Assignment
Check every line below for the string "await", and copy the lines that contain it.

Stored data entries
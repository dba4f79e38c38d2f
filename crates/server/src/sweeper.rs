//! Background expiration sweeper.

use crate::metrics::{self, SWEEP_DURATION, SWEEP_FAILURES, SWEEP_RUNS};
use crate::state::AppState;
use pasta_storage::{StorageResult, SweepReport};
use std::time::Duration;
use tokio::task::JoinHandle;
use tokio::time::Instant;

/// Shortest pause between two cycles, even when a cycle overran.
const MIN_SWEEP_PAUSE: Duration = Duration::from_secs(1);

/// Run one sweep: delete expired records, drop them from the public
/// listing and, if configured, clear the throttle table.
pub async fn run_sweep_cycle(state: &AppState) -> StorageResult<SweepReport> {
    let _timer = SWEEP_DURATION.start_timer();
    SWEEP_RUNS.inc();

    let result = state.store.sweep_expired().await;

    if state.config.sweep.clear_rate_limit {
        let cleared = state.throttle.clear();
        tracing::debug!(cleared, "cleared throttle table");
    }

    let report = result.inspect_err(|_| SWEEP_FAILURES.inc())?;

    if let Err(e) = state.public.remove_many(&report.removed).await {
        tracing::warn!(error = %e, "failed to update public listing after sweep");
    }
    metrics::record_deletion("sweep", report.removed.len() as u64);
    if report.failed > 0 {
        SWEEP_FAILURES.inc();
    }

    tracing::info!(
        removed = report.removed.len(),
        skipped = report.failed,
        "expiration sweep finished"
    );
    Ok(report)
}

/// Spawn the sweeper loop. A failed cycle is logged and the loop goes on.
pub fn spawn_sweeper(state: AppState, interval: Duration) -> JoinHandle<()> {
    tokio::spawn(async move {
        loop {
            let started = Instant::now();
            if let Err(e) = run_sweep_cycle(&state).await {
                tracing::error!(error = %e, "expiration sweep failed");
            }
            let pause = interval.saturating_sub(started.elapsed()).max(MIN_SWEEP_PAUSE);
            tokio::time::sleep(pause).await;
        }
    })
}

Output for this task
    let result = state.store.sweep_expired().await;
    if let Err(e) = state.public.remove_many(&report.removed).await {
            if let Err(e) = run_sweep_cycle(&state).await {
            tokio::time::sleep(pause).await;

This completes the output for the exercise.